Piedras, ramas, lecho, algas, vida. Las manos deseaban alcanzar el centro de la tierra y aquella vena de agua solo la arrastraba hacia otro centro diferente. Algunos kilómetros río abajo sentía el latido de los peces, las carreras incansables de los cangrejos en la orilla, la música de las gaviotas, el amor de las olas besando la orilla.

Se dio la vuelta. Era el momento de dejarse llevar por la corriente. Las palmas temblaron por el peso de los guijarros. Una libélula planeó a escasos centímetros de su mentón. Podía haberla besado de haberse incorporado en ese instante. Pero no. La placidez del agua bajo su cuerpo. Pequeñas ondas despeinaban y volvían a ordenar sus rizos. Cerró los ojos. Su madre lo hacía con el mismo cuidado. Y su hermano pequeño aprendió de ella, pero nunca supo evitar darle tirones cuando se le formaban nudos. Sonrió.

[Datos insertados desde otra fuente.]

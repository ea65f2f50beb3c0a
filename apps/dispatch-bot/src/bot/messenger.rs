use anyhow::Result;
use async_trait::async_trait;
use teloxide::prelude::*;
use teloxide::types::{
    ButtonRequest, InlineKeyboardButton, InlineKeyboardMarkup, KeyboardButton, KeyboardMarkup,
    KeyboardRemove, MessageId, ReplyMarkup,
};

/// Which of the two bots a message travels through.
#[derive(Debug, Clone, Copy, PartialEq, Eq, Hash)]
pub enum Surface {
    Customer,
    Driver,
}

#[derive(Debug, Clone, PartialEq, Eq)]
pub struct InlineButton {
    pub text: String,
    pub payload: String,
}

#[derive(Debug, Clone, PartialEq, Eq)]
pub enum Markup {
    Inline(Vec<Vec<InlineButton>>),
    /// Reply keyboard with a single "share my contact" button.
    RequestContact(String),
    RemoveKeyboard,
}

#[derive(Debug, Clone, PartialEq, Eq)]
pub struct OutgoingMessage {
    pub text: String,
    pub markup: Option<Markup>,
}

impl OutgoingMessage {
    pub fn text(text: impl Into<String>) -> Self {
        Self {
            text: text.into(),
            markup: None,
        }
    }

    pub fn with_markup(mut self, markup: Markup) -> Self {
        self.markup = Some(markup);
        self
    }
}

#[async_trait]
pub trait Messenger: Send + Sync {
    async fn send(&self, surface: Surface, chat_id: i64, message: OutgoingMessage) -> Result<()>;

    async fn edit_text(
        &self,
        surface: Surface,
        chat_id: i64,
        message_id: i32,
        text: &str,
    ) -> Result<()>;
}

#[derive(Clone)]
pub struct TelegramMessenger {
    customer: Bot,
    driver: Bot,
}

impl TelegramMessenger {
    pub fn new(customer: Bot, driver: Bot) -> Self {
        Self { customer, driver }
    }

    fn bot(&self, surface: Surface) -> &Bot {
        match surface {
            Surface::Customer => &self.customer,
            Surface::Driver => &self.driver,
        }
    }
}

fn to_reply_markup(markup: Markup) -> ReplyMarkup {
    match markup {
        Markup::Inline(rows) => ReplyMarkup::InlineKeyboard(InlineKeyboardMarkup::new(
            rows.into_iter().map(|row| {
                row.into_iter()
                    .map(|b| InlineKeyboardButton::callback(b.text, b.payload))
                    .collect::<Vec<_>>()
            }),
        )),
        Markup::RequestContact(label) => ReplyMarkup::Keyboard(
            KeyboardMarkup::new(vec![vec![
                KeyboardButton::new(label).request(ButtonRequest::Contact),
            ]])
            .resize_keyboard(),
        ),
        Markup::RemoveKeyboard => ReplyMarkup::KeyboardRemove(KeyboardRemove::new()),
    }
}

#[async_trait]
impl Messenger for TelegramMessenger {
    async fn send(&self, surface: Surface, chat_id: i64, message: OutgoingMessage) -> Result<()> {
        let request = self.bot(surface).send_message(ChatId(chat_id), message.text);
        match message.markup {
            Some(markup) => request.reply_markup(to_reply_markup(markup)).await?,
            None => request.await?,
        };
        Ok(())
    }

    async fn edit_text(
        &self,
        surface: Surface,
        chat_id: i64,
        message_id: i32,
        text: &str,
    ) -> Result<()> {
        self.bot(surface)
            .edit_message_text(ChatId(chat_id), MessageId(message_id), text)
            .await?;
        Ok(())
    }
}
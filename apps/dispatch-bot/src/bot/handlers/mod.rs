pub mod callback;
pub mod command;
pub mod message;
pub mod payment;
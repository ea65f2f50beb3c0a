pub mod callback;
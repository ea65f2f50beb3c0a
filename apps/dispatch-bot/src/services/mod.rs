pub mod pay_service;
pub mod payment_poller;
pub mod store_service;
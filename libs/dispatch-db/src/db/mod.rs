use anyhow::{Context, Result};
use sqlx::{PgPool, postgres::PgPoolOptions};

pub async fn init_db(database_url: &str) -> Result<PgPool> {
    if !database_url.starts_with("postgres://") && !database_url.starts_with("postgresql://") {
        return Err(anyhow::anyhow!(
            "DATABASE_URL must start with postgres:// or postgresql://"
        ));
    }

    let pool = PgPoolOptions::new()
        .max_connections(10)
        .connect(database_url)
        .await
        .context("Failed to connect to PostgreSQL")?;

    sqlx::migrate!("./migrations")
        .run(&pool)
        .await
        .context("Failed to run migrations")?;

    tracing::info!("Database ready");
    Ok(pool)
}
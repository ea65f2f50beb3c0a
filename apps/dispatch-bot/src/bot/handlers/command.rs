use anyhow::{Context, Result};
use tracing::info;

use crate::bot::keyboards::create_order_keyboard;
use crate::bot::messenger::{OutgoingMessage, Surface};
use crate::AppState;

#[derive(Debug, Clone, Copy, PartialEq, Eq)]
pub enum Command {
    Start,
}

impl Command {
    /// Recognises a leading `/name` token, with or without a `@botname` suffix.
    pub fn parse(text: &str) -> Option<Self> {
        let token = text.split_whitespace().next()?.strip_prefix('/')?;
        let name = token.split('@').next().unwrap_or(token);
        match name.to_lowercase().as_str() {
            "start" => Some(Command::Start),
            _ => None,
        }
    }
}

pub async fn start_handler(state: &AppState, telegram_id: i64, chat_id: i64) -> Result<()> {
    let user = state
        .stores
        .users
        .user_get(telegram_id)
        .await
        .context("user_get")?;
    info!(user_id = %user.id, "User executed /start");

    state
        .messenger
        .send(
            Surface::Customer,
            chat_id,
            OutgoingMessage::text("👋 Hello! We are happy to take your order.")
                .with_markup(create_order_keyboard()),
        )
        .await
        .context("send greeting")
}

#[cfg(test)]
mod tests {
    use super::*;

    #[test]
    fn parses_start_variants() {
        assert_eq!(Command::parse("/start"), Some(Command::Start));
        assert_eq!(Command::parse("/start ref123"), Some(Command::Start));
        assert_eq!(Command::parse("/start@DispatchBot"), Some(Command::Start));
        assert_eq!(Command::parse("/help"), None);
        assert_eq!(Command::parse("start"), None);
        assert_eq!(Command::parse(""), None);
    }
}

Pataleó fuerte en el agua. Aferró más fuerte las dos piedras en sus puños. Quemaban. Un pájaro se paseó entre las nubes, saltando del dragón a la sirena al niño-monstruo-calamar hasta posarse en un sauce de la ribera. ¿Qué hacían todas esas caras observándola? ¿Por qué sus bocas entreabiertas no articulaban palabra? Se puso en pie, alcanzó el vestido que colgaba de la rama más baja, descorrió la cortina de arpillera y mojó el óleo aún fresco con uno de sus rizos al pasar. El retrato ya no sería el mismo. Ella tampoco lo era ya.